Personal information
- Full name: Paulo André Cren Benini
- Date of birth: 20 August 1983 (age 42)
- Place of birth: Campinas, Brazil
- Height: 1.86 m (6 ft 1 in)
- Position: Centre back

Youth career
- 1999–2001: São Paulo
- 2001–2002: CSA
- 2002: Águas de Lindóia
- 2003: Guarani

Senior career*
- Years: Team / Apps / (Gls)
- 2004–2005: Guarani / 22 / (2)
- 2005–2006: Athletico Paranaense / 37 / (2)
- 2006–2010: Le Mans / 36 / (2)
- 2009–2010: → Corinthians (loan) / 12 / (0)
- 2010–2014: Corinthians / 88 / (5)
- 2014: Shanghai Shenhua / 23 / (0)
- 2015–2016: Cruzeiro / 17 / (0)
- 2016: → Athletico Paranaense (loan) / 26 / (2)
- 2017–2019: Athletico Paranaense / 32 / (1)
- Total:  / 293 / (14)

= Paulo André =

Brazilian footballer

Paulo André Cren Benini (born 20 August 1983) is a Brazilian former professional footballer who played as a central defender.

He is currently married to the former Brazilian professional tennis player, two time WTA tournaments champion and former world 43,Teliana Pereira, with whom he has a son named Matteo.

==Career==
Paulo André Cren Benini began his football career playing for the São Paulo youth team, however he was unable to impress the coaching staff and was dismissed by the club. He would go to the youth teams of CSA, Águas de Lindóia as well as having a trial with Scottish club Rangers F.C. in 2002, under manager Alex McLeish before he joined Série A club Guarani who promoted him to their senior side. While Paulo André would go on to establish himself within the club he was unfortunately part of the squad that was relegated at the end of the 2004 league campaign.
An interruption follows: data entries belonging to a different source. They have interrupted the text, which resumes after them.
//! GitHub REST response types.

use chrono::{DateTime, Utc};
use serde::{Deserialize, Serialize};

use crate::backends::{CheckRun, Comment, Issue, PullRequest};

#[derive(Debug, Clone, Serialize, Deserialize)]
pub struct GitHubIssue {
    pub number: u64,
    pub title: String,
    pub body: Option<String>,
    pub state: String,
    #[serde(default)]
    pub labels: Vec<GitHubLabel>,
    pub user: GitHubUser,
    pub created_at: DateTime<Utc>,
    pub updated_at: DateTime<Utc>,
    /// Present when the issue is actually a pull request.
    #[serde(default)]
    pub pull_request: Option<serde_json::Value>,
}

#[derive(Debug, Clone, Serialize, Deserialize)]
pub struct GitHubLabel {
    pub name: String,
}

#[derive(Debug, Clone, Serialize, Deserialize)]
pub struct GitHubUser {
    pub login: String,
}

#[derive(Debug, Clone, Serialize, Deserialize)]
pub struct GitHubComment {
    pub id: u64,
    #[serde(default)]
    pub body: String,
    pub user: GitHubUser,
    pub created_at: DateTime<Utc>,
    /// Format: https://api.github.com/repos/owner/repo/issues/123
    pub issue_url: String,
}

impl GitHubComment {
    /// Issue (or PR) number parsed from `issue_url`.
    pub fn issue_number(&self) -> Option<u64> {
        self.issue_url.rsplit('/').next()?.parse().ok()
    }
}

#[derive(Debug, Clone, Serialize, Deserialize)]
pub struct GitHubRef {
    #[serde(rename = "ref")]
    pub branch: String,
    pub sha: String,
}

#[derive(Debug, Clone, Serialize, Deserialize)]
pub struct GitHubPullRequest {
    pub number: u64,
    pub title: String,
    pub body: Option<String>,
    pub state: String,
    pub user: GitHubUser,
    pub head: GitHubRef,
    pub created_at: DateTime<Utc>,
    pub updated_at: DateTime<Utc>,
}

#[derive(Debug, Clone, Serialize, Deserialize)]
pub struct GitHubCheckRuns {
    pub total_count: u64,
    pub check_runs: Vec<GitHubCheckRun>,
}

#[derive(Debug, Clone, Serialize, Deserialize)]
pub struct GitHubCheckRun {
    pub id: u64,
    pub name: String,
    pub status: String,
    pub conclusion: Option<String>,
    pub completed_at: Option<DateTime<Utc>>,
    #[serde(default)]
    pub output: Option<GitHubCheckOutput>,
}

#[derive(Debug, Clone, Serialize, Deserialize)]
pub struct GitHubCheckOutput {
    pub title: Option<String>,
    pub summary: Option<String>,
}

#[derive(Debug, Clone, Serialize, Deserialize)]
pub struct GitHubRepo {
    pub default_branch: String,
}

impl From<GitHubIssue> for Issue {
    fn from(i: GitHubIssue) -> Self {
        Issue {
            number: i.number,
            title: i.title,
            body: i.body.unwrap_or_default(),
            open: i.state == "open",
            labels: i.labels.into_iter().map(|l| l.name).collect(),
            author: i.user.login,
            created_at: i.created_at,
            updated_at: i.updated_at,
        }
    }
}

impl From<GitHubPullRequest> for PullRequest {
    fn from(p: GitHubPullRequest) -> Self {
        PullRequest {
            number: p.number,
            title: p.title,
            body: p.body.unwrap_or_default(),
            open: p.state == "open",
            branch: p.head.branch,
            head_sha: p.head.sha,
            author: p.user.login,
            created_at: p.created_at,
            updated_at: p.updated_at,
        }
    }
}

impl From<GitHubCheckRun> for CheckRun {
    fn from(r: GitHubCheckRun) -> Self {
        let summary = r.output.and_then(|o| match (o.title, o.summary) {
            (Some(t), Some(s)) => Some(format!("{t}: {s}")),
            (t, s) => t.or(s),
        });
        CheckRun {
            id: r.id,
            name: r.name,
            status: r.status,
            conclusion: r.conclusion,
            completed_at: r.completed_at,
            summary,
        }
    }
}

impl GitHubComment {
    pub fn into_comment(self) -> Option<Comment> {
        let number = self.issue_number()?;
        Some(Comment {
            id: self.id,
            number,
            body: self.body,
            author: self.user.login,
            created_at: self.created_at,
        })
    }
}
//! Task model and the durable task store.
//!
//! A Task is the orchestration state of one issue (and its PR lineage).
//! Rows are never deleted. The `*_tx` functions run on a borrowed
//! connection so the scheduler can combine them with ledger writes in one
//! transaction; the async `TaskStore` methods are for read paths and the CLI.

use chrono::{DateTime, Utc};
use rusqlite::{params, Connection, OptionalExtension, Row};
use serde::{Deserialize, Serialize};
use std::collections::BTreeSet;
use std::sync::Arc;

use super::runner::AgentRole;
use crate::db::{decode_ts, encode_ts, Db};

/// Identity of a task: host repository plus issue number.
#[derive(Debug, Clone, PartialEq, Eq, Hash, PartialOrd, Ord, Serialize, Deserialize)]
pub struct TaskRef {
    pub repo: String,
    pub number: u64,
}

impl TaskRef {
    pub fn new(repo: impl Into<String>, number: u64) -> Self {
        Self {
            repo: repo.into(),
            number,
        }
    }
}

impl std::fmt::Display for TaskRef {
    fn fmt(&self, f: &mut std::fmt::Formatter<'_>) -> std::fmt::Result {
        write!(f, "{}#{}", self.repo, self.number)
    }
}

/// SDLC phase of a task.
#[derive(Debug, Clone, Copy, PartialEq, Eq, Hash, Serialize, Deserialize)]
#[serde(rename_all = "snake_case")]
pub enum Phase {
    New,
    Planning,
    PlanReady,
    Coding,
    AwaitingCi,
    CiFailed,
    ReviewPending,
    ChangesRequested,
    Approved,
    ForcedApproved,
}

impl Phase {
    pub const ALL: [Phase; 10] = [
        Phase::New,
        Phase::Planning,
        Phase::PlanReady,
        Phase::Coding,
        Phase::AwaitingCi,
        Phase::CiFailed,
        Phase::ReviewPending,
        Phase::ChangesRequested,
        Phase::Approved,
        Phase::ForcedApproved,
    ];

    pub fn as_str(&self) -> &'static str {
        match self {
            Self::New => "new",
            Self::Planning => "planning",
            Self::PlanReady => "plan_ready",
            Self::Coding => "coding",
            Self::AwaitingCi => "awaiting_ci",
            Self::CiFailed => "ci_failed",
            Self::ReviewPending => "review_pending",
            Self::ChangesRequested => "changes_requested",
            Self::Approved => "approved",
            Self::ForcedApproved => "forced_approved",
        }
    }

    pub fn is_terminal(&self) -> bool {
        matches!(self, Self::Approved | Self::ForcedApproved)
    }

    /// The issue label mirroring this phase, e.g. `sdlc:awaiting-ci`.
    pub fn label(&self) -> String {
        format!("{PHASE_LABEL_PREFIX}{}", self.as_str().replace('_', "-"))
    }
}

/// Prefix shared by all phase labels.
pub const PHASE_LABEL_PREFIX: &str = "sdlc:";

impl std::fmt::Display for Phase {
    fn fmt(&self, f: &mut std::fmt::Formatter<'_>) -> std::fmt::Result {
        f.write_str(self.as_str())
    }
}

impl std::str::FromStr for Phase {
    type Err = anyhow::Error;

    fn from_str(s: &str) -> anyhow::Result<Self> {
        let norm = s.trim().to_ascii_lowercase().replace('-', "_");
        Phase::ALL
            .into_iter()
            .find(|p| p.as_str() == norm)
            .ok_or_else(|| anyhow::anyhow!("unknown phase: {s}"))
    }
}

#[derive(Debug, Clone, Copy, PartialEq, Eq, Serialize, Deserialize)]
#[serde(rename_all = "snake_case")]
pub enum CiStatus {
    Pending,
    Success,
    Failure,
    Unknown,
}

impl CiStatus {
    pub fn as_str(&self) -> &'static str {
        match self {
            Self::Pending => "pending",
            Self::Success => "success",
            Self::Failure => "failure",
            Self::Unknown => "unknown",
        }
    }

    fn parse(s: &str) -> Self {
        match s {
            "pending" => Self::Pending,
            "success" => Self::Success,
            "failure" => Self::Failure,
            _ => Self::Unknown,
        }
    }
}

/// Host-time position of an event; the per-task watermark.
///
/// Ordered by time, ties broken by event id.
#[derive(Debug, Clone, PartialEq, Eq, PartialOrd, Ord, Serialize, Deserialize)]
pub struct EventPosition {
    pub at: DateTime<Utc>,
    pub id: String,
}

#[derive(Debug, Clone, PartialEq, Serialize, Deserialize)]
pub struct Task {
    pub task_ref: TaskRef,
    pub title: String,
    pub phase: Phase,
    pub plan_iterations: u32,
    pub review_iterations: u32,
    pub dev_iterations: u32,
    /// Last processed event; anything at or before it is stale.
    pub watermark: Option<EventPosition>,
    pub labels: BTreeSet<String>,
    pub ci_status: CiStatus,
    pub pr_number: Option<u64>,
    pub head_sha: Option<String>,
    pub branch: Option<String>,
    pub plan: Option<String>,
    /// Blocking issues from the latest review, handed to the next coder run.
    pub feedback: Vec<String>,
    /// Agent dispatched but not yet finished. Set only while a run is in flight.
    pub pending_role: Option<AgentRole>,
    pub pending_note: Option<String>,
    /// A newer PR replaced the one the task was tracking.
    pub superseded: bool,
    pub created_at: DateTime<Utc>,
    pub updated_at: DateTime<Utc>,
}

impl Task {
    pub fn new(task_ref: TaskRef, title: impl Into<String>, now: DateTime<Utc>) -> Self {
        Self {
            task_ref,
            title: title.into(),
            phase: Phase::New,
            plan_iterations: 0,
            review_iterations: 0,
            dev_iterations: 0,
            watermark: None,
            labels: BTreeSet::new(),
            ci_status: CiStatus::Unknown,
            pr_number: None,
            head_sha: None,
            branch: None,
            plan: None,
            feedback: Vec::new(),
            pending_role: None,
            pending_note: None,
            superseded: false,
            created_at: now,
            updated_at: now,
        }
    }

    /// Whether an event at `pos` is at or before the watermark.
    pub fn is_stale(&self, pos: &EventPosition) -> bool {
        self.watermark.as_ref().is_some_and(|w| pos <= w)
    }

    /// Move the watermark forward. Never moves it back.
    pub fn advance_watermark(&mut self, pos: EventPosition) {
        if self.watermark.as_ref().is_none_or(|w| &pos > w) {
            self.watermark = Some(pos);
        }
    }
}

/// One row of the transition audit log.
#[derive(Debug, Clone, Serialize, Deserialize)]
pub struct Transition {
    pub from: Phase,
    pub to: Phase,
    pub reason: String,
    pub at: DateTime<Utc>,
}

// ── Connection-level primitives ──────────────────────────────────────

const TASK_COLUMNS: &str = "repo, number, title, phase, plan_iterations, review_iterations, \
     dev_iterations, last_event_at, last_event_id, labels, ci_status, pr_number, head_sha, \
     branch, plan, feedback, pending_role, pending_note, superseded, created_at, updated_at";

fn json_err(e: serde_json::Error) -> rusqlite::Error {
    rusqlite::Error::FromSqlConversionFailure(0, rusqlite::types::Type::Text, Box::new(e))
}

fn conversion_err(e: anyhow::Error) -> rusqlite::Error {
    rusqlite::Error::FromSqlConversionFailure(0, rusqlite::types::Type::Text, e.into())
}

fn row_to_task(row: &Row<'_>) -> rusqlite::Result<Task> {
    let phase: String = row.get(3)?;
    let last_at: Option<String> = row.get(7)?;
    let last_id: Option<String> = row.get(8)?;
    let labels: String = row.get(9)?;
    let ci: String = row.get(10)?;
    let feedback: String = row.get(15)?;
    let pending: Option<String> = row.get(16)?;
    let created: String = row.get(19)?;
    let updated: String = row.get(20)?;

    let watermark = match (last_at, last_id) {
        (Some(at), Some(id)) => Some(EventPosition {
            at: decode_ts(&at)?,
            id,
        }),
        _ => None,
    };

    Ok(Task {
        task_ref: TaskRef::new(row.get::<_, String>(0)?, row.get::<_, i64>(1)? as u64),
        title: row.get(2)?,
        phase: phase.parse().map_err(conversion_err)?,
        plan_iterations: row.get(4)?,
        review_iterations: row.get(5)?,
        dev_iterations: row.get(6)?,
        watermark,
        labels: serde_json::from_str(&labels).map_err(json_err)?,
        ci_status: CiStatus::parse(&ci),
        pr_number: row.get::<_, Option<i64>>(11)?.map(|n| n as u64),
        head_sha: row.get(12)?,
        branch: row.get(13)?,
        plan: row.get(14)?,
        feedback: serde_json::from_str(&feedback).map_err(json_err)?,
        pending_role: pending
            .map(|r| r.parse())
            .transpose()
            .map_err(conversion_err)?,
        pending_note: row.get(17)?,
        superseded: row.get(18)?,
        created_at: decode_ts(&created)?,
        updated_at: decode_ts(&updated)?,
    })
}

pub fn load_tx(conn: &Connection, task_ref: &TaskRef) -> anyhow::Result<Option<Task>> {
    let task = conn
        .query_row(
            &format!("SELECT {TASK_COLUMNS} FROM tasks WHERE repo = ?1 AND number = ?2"),
            params![task_ref.repo, task_ref.number as i64],
            row_to_task,
        )
        .optional()?;
    Ok(task)
}

pub fn save_tx(conn: &Connection, task: &Task) -> anyhow::Result<()> {
    let (last_at, last_id) = match &task.watermark {
        Some(w) => (Some(encode_ts(&w.at)), Some(w.id.clone())),
        None => (None, None),
    };
    conn.execute(
        &format!(
            "INSERT OR REPLACE INTO tasks ({TASK_COLUMNS}) VALUES \
             (?1, ?2, ?3, ?4, ?5, ?6, ?7, ?8, ?9, ?10, ?11, ?12, ?13, ?14, ?15, ?16, ?17, ?18, ?19, ?20, ?21)"
        ),
        params![
            task.task_ref.repo,
            task.task_ref.number as i64,
            task.title,
            task.phase.as_str(),
            task.plan_iterations,
            task.review_iterations,
            task.dev_iterations,
            last_at,
            last_id,
            serde_json::to_string(&task.labels)?,
            task.ci_status.as_str(),
            task.pr_number.map(|n| n as i64),
            task.head_sha,
            task.branch,
            task.plan,
            serde_json::to_string(&task.feedback)?,
            task.pending_role.map(|r| r.as_str()),
            task.pending_note,
            task.superseded,
            encode_ts(&task.created_at),
            encode_ts(&task.updated_at),
        ],
    )?;
    Ok(())
}

pub fn record_transition_tx(
    conn: &Connection,
    task_ref: &TaskRef,
    from: Phase,
    to: Phase,
    reason: &str,
    at: DateTime<Utc>,
) -> anyhow::Result<()> {
    conn.execute(
        "INSERT INTO transitions (repo, number, from_phase, to_phase, reason, at) \
         VALUES (?1, ?2, ?3, ?4, ?5, ?6)",
        params![
            task_ref.repo,
            task_ref.number as i64,
            from.as_str(),
            to.as_str(),
            reason,
            encode_ts(&at)
        ],
    )?;
    Ok(())
}

// ── Async store ──────────────────────────────────────────────────────

#[derive(Clone)]
pub struct TaskStore {
    db: Arc<Db>,
}

impl TaskStore {
    pub fn new(db: Arc<Db>) -> Self {
        Self { db }
    }

    pub async fn get(&self, task_ref: &TaskRef) -> anyhow::Result<Option<Task>> {
        let conn = self.db.conn().await;
        load_tx(&conn, task_ref)
    }

    pub async fn save(&self, task: &Task) -> anyhow::Result<()> {
        let conn = self.db.conn().await;
        save_tx(&conn, task)
    }

    /// All tasks, optionally filtered by phase, ordered by repo and number.
    pub async fn list(&self, phase: Option<Phase>) -> anyhow::Result<Vec<Task>> {
        let conn = self.db.conn().await;
        let mut sql = format!("SELECT {TASK_COLUMNS} FROM tasks");
        if phase.is_some() {
            sql.push_str(" WHERE phase = ?1");
        }
        sql.push_str(" ORDER BY repo, number");
        let mut stmt = conn.prepare(&sql)?;
        let rows = match phase {
            Some(p) => stmt.query_map(params![p.as_str()], row_to_task)?,
            None => stmt.query_map([], row_to_task)?,
        };
        Ok(rows.collect::<rusqlite::Result<Vec<_>>>()?)
    }

    /// Tasks whose last agent run never finished (the process died mid-run).
    pub async fn interrupted(&self) -> anyhow::Result<Vec<Task>> {
        let conn = self.db.conn().await;
        let mut stmt = conn.prepare(&format!(
            "SELECT {TASK_COLUMNS} FROM tasks WHERE pending_role IS NOT NULL ORDER BY repo, number"
        ))?;
        let rows = stmt.query_map([], row_to_task)?;
        Ok(rows.collect::<rusqlite::Result<Vec<_>>>()?)
    }

    pub async fn history(&self, task_ref: &TaskRef) -> anyhow::Result<Vec<Transition>> {
        let conn = self.db.conn().await;
        let mut stmt = conn.prepare(
            "SELECT from_phase, to_phase, reason, at FROM transitions \
             WHERE repo = ?1 AND number = ?2 ORDER BY id",
        )?;
        let rows = stmt.query_map(params![task_ref.repo, task_ref.number as i64], |row| {
            let from: String = row.get(0)?;
            let to: String = row.get(1)?;
            let at: String = row.get(3)?;
            Ok(Transition {
                from: from.parse().map_err(conversion_err)?,
                to: to.parse().map_err(conversion_err)?,
                reason: row.get(2)?,
                at: decode_ts(&at)?,
            })
        })?;
        Ok(rows.collect::<rusqlite::Result<Vec<_>>>()?)
    }
}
Despite this disappointment Paulo André had impressed Atlético Paranaense who gave him another chance at the top tier when they signed him before the start of the 2005 league campaign.

In his debut season for Atlético Paranaense Paulo André would soon establish himself a vital member of the team's defense and helped guide the club to qualify for the 2006 Copa Sudamericana. After having a personally successful debut season he would spark foreign interests and French Ligue 1 club Le Mans signed Paulo André in June 2006 on a four and half years deal. This would see Paulo André make his league debut for Le Mans on 19 August 2006 against Valenciennes FC in a 3–2 victory, however after only three further games Paulo André was struck with a patellar tendon injury in his right knee. The injury would require three surgeries and Paulo André missing the whole of the 2007–08 Ligue 1 campaign. On his return within the 2008–09 Ligue 1 campaign he was able to play in 31 games throughout the season until on 4 August 2009 Brazilian club Sport Club Corinthians Paulista signed Paulo André from Le Mans on a single season loan.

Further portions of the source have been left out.